Stories and Humor to Make You Laugh by C.L. (Cindy) Beck
Tags: blood drive, humor
Photo © wgroesel
As I knelt on one knee in the damp soil of the flower bed, with the wind blowing my hair so I looked like Medusa—the woman with snakes for hair—I remembered that I'd signed up to give blood. Aaackk!
There was no time to shower and change, so I rushed into the house, washed my face, and then....
"What is that overpowering stench?" I asked Corky Porky Pie, who had just walked into the room. "Is it coming from you or me?" I sniffed my armpits. They smelled like my current deodorant flavor of the day, sweet peas. No, the odor definitely wasn't an arm-pitty smell, but more like wet garden gloves.
"No time to figure it out," I said to the dog, who licked the muddy knees of my pants with enthusiasm. I splashed on a little Ode-de-Perfume, and dashed out the door, ready to donate a quart of my wonderful A+ blood. Or was that A- blood? I wasn't quite sure which, but an A+ was always better than an A- in my book.

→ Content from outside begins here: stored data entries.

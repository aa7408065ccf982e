//! Dense slot allocation with a free list.
//!
//! Freed slots are handed out again lowest-first, so slot numbers stay
//! small and allocation is deterministic for a given history.

use serde::{Deserialize, Serialize};
use std::collections::BTreeSet;

use crate::types::Slot;

#[derive(Debug, Clone, Default, PartialEq, Eq, Serialize, Deserialize)]
pub struct SlotArena {
    /// One past the highest slot ever handed out
    next: Slot,
    free: BTreeSet<Slot>,
}

impl SlotArena {
    pub fn new() -> Self {
        Self::default()
    }

    /// Take the lowest free slot, or extend the arena.
    pub fn allocate(&mut self) -> Slot {
        if let Some(slot) = self.free.pop_first() {
            return slot;
        }
        let slot = self.next;
        self.next += 1;
        slot
    }

    /// Claim a specific slot (used when restoring a known layout).
    /// Returns false if the slot is already live.
    pub fn claim(&mut self, slot: Slot) -> bool {
        if slot >= self.next {
            self.free.extend(self.next..slot);
            self.next = slot + 1;
            return true;
        }
        self.free.remove(&slot)
    }

    /// Return a slot to the free list. The caller must already have cleared
    /// every mapping that refers to it.
    pub fn release(&mut self, slot: Slot) -> bool {
        if slot >= self.next {
            return false;
        }
        self.free.insert(slot)
    }

    pub fn is_live(&self, slot: Slot) -> bool {
        slot < self.next && !self.free.contains(&slot)
    }

    pub fn live_count(&self) -> usize {
        self.next as usize - self.free.len()
    }
}
//! Mailbox identity tracking
//!
//! A changed epoch (IMAP UIDVALIDITY) invalidates every identifier issued
//! before it, so the only safe response is a full local purge.

use std::time::Duration;
use tracing::{info, warn};

use crate::backend::MailSource;
use crate::error::MailsiftError;
use crate::types::SyncState;

#[derive(Debug, Clone, PartialEq, Eq)]
pub enum EpochCheck {
    Unchanged,
    /// `previous` is None on the very first sync.
    Reset { previous: Option<String> },
}

impl EpochCheck {
    pub fn is_reset(&self) -> bool {
        matches!(self, EpochCheck::Reset { .. })
    }
}

pub fn check_epoch(state: &SyncState, remote_epoch: &str) -> EpochCheck {
    match state.epoch() {
        Some(current) if current == remote_epoch => EpochCheck::Unchanged,
        previous => EpochCheck::Reset {
            previous: previous.map(str::to_string),
        },
    }
}

/// Read the remote epoch. Any failure aborts the cycle before it mutates
/// local state.
pub async fn read_epoch(source: &dyn MailSource, timeout: Duration) -> Result<String, MailsiftError> {
    let epoch = tokio::time::timeout(timeout, source.epoch())
        .await
        .map_err(|_| MailsiftError::Timeout(format!("reading epoch exceeded {:?}", timeout)))?
        .map_err(|e| {
            warn!("Cannot read mailbox epoch, aborting sync: {}", e);
            e
        })?;

    if epoch.trim().is_empty() {
        return Err(MailsiftError::Backend("remote reported an empty epoch".into()));
    }
    info!(epoch = %epoch, "Read mailbox epoch");
    Ok(epoch)
}

#[cfg(test)]
mod tests {
    use super::*;
    use crate::types::Watermark;

    fn state_at(epoch: &str, highest: u64) -> SyncState {
        SyncState {
            watermark: Some(Watermark::new(epoch, highest)),
            index_generation: 3,
            last_sync: None,
        }
    }

    #[test]
    fn test_unchanged() {
        assert_eq!(check_epoch(&state_at("E1", 102), "E1"), EpochCheck::Unchanged);
    }

    #[test]
    fn test_changed_epoch_is_reset() {
        assert_eq!(
            check_epoch(&state_at("E1", 102), "E2"),
            EpochCheck::Reset {
                previous: Some("E1".into())
            }
        );
    }

    #[test]
    fn test_first_sync_is_reset() {
        let check = check_epoch(&SyncState::default(), "E1");
        assert_eq!(check, EpochCheck::Reset { previous: None });
        assert!(check.is_reset());
    }
}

Speaking of pluses, minuses, and all those statistical type things, have you ever noticed that when you have a 50-50 choice of entrances, no matter which you choose, it will always be the wrong one? I'm sure there's some sort of Cosmic Rule of Diminishing Doorways insuring that.
Case in point: At the previous blood drive, I entered the building on the north side and the line started in the south hallway. This time I entered on the south side, and the line started ... you guessed it ... in the north hallway.
After wending my way around the building, I finally found the right place, where an official-looking, blood-sucking lady at the door said, "Your driver's license, please."
My eyebrows shot up in surprise without even asking my permission. "I don't intend to drive the blood anywhere. I thought I'd just let it drip out of my veins into that cute little bag you have hanging there," I said, while fishing out my license.
She checked it carefully, scrutinizing the photo. I'm thinking she wanted to make sure I wasn't a terrorist. Either that, or a burglar in disguise who wanted to rob the blood bank.
Handing my license back, she pointed to a sign on the wall and said, "Please read that."
Was this a blood drive or an eye exam? I started reading each letter on the first five lines:
Y O U
H A V E A
C O L D D O
N O T D O N A T E
What? I thought eye charts were supposed to start with the letter E? "Excuse me, but there's something wrong with your eye chart. It doesn't have the right letters."
"It's not an eye chart," she said, looking at me like I needed to give blood in person at the state mental hospital. "It's a list of diseases and symptoms that make you ineligible to donate."
There I was, with my wonderful A+ (or maybe A-) blood, and they might not want it? I read the sign out loud, "Please do not donate if you have a cold, allergy, flu or any of their symptoms."
I was crushed and turned to her. "You mean you don't care if I have AIDS, hepatitis, beri-beri or leprosy? They're not even on the sign. But if I have one small sniffle from an allergy, phhhhtttt ... I'm out the door? My A+ corpuscles and I are rejected?"
The blood-sucker woman's eyes narrowed, and I decided it was time to go. Not wanting anyone to get the wrong idea about my reasons for being rejected, though, I announced to all within hearing, "The Centers for Disease Control need to watch out for allergies, or before you know it, everyone will have them. Right now it might just be drug users and those living alternative life styles that have allergies, but very soon everyone will. If those groups would just practice safe nose blowing, the spread of allergies would be stopped!"
People turned and looked at me with blank expressions. I'm thinking it's because they not only failed the eye exam, but the hearing exam as well. Despite that fact, I continued, "It isn't my fault that I'm the innocent victim of allergies." By now people were moving totally to the other side of the room and whispering. No doubt in pity over my rejection.
"Thank you for your sympathy!" I emphasized my plight by whipping the back of my hand up against my forehead—almost knocking myself out in the process. Heaving a sigh, I proceeded with great dignity and exited out the nearest door ... which turned out to be the entrance.
So much for giving blood. And to think I went to all that trouble to make sure I didn't smell like a wet garden glove. As it turned out, being rejected for the blood drive was the high point of my day, next to seeing this little green snake in the grass while I was weeding. However, I'll save that exciting event for another day because you're probably getting ready to go donate blood yourself.
Just remember not to sneeze while you're there ... and good luck on the eye exam.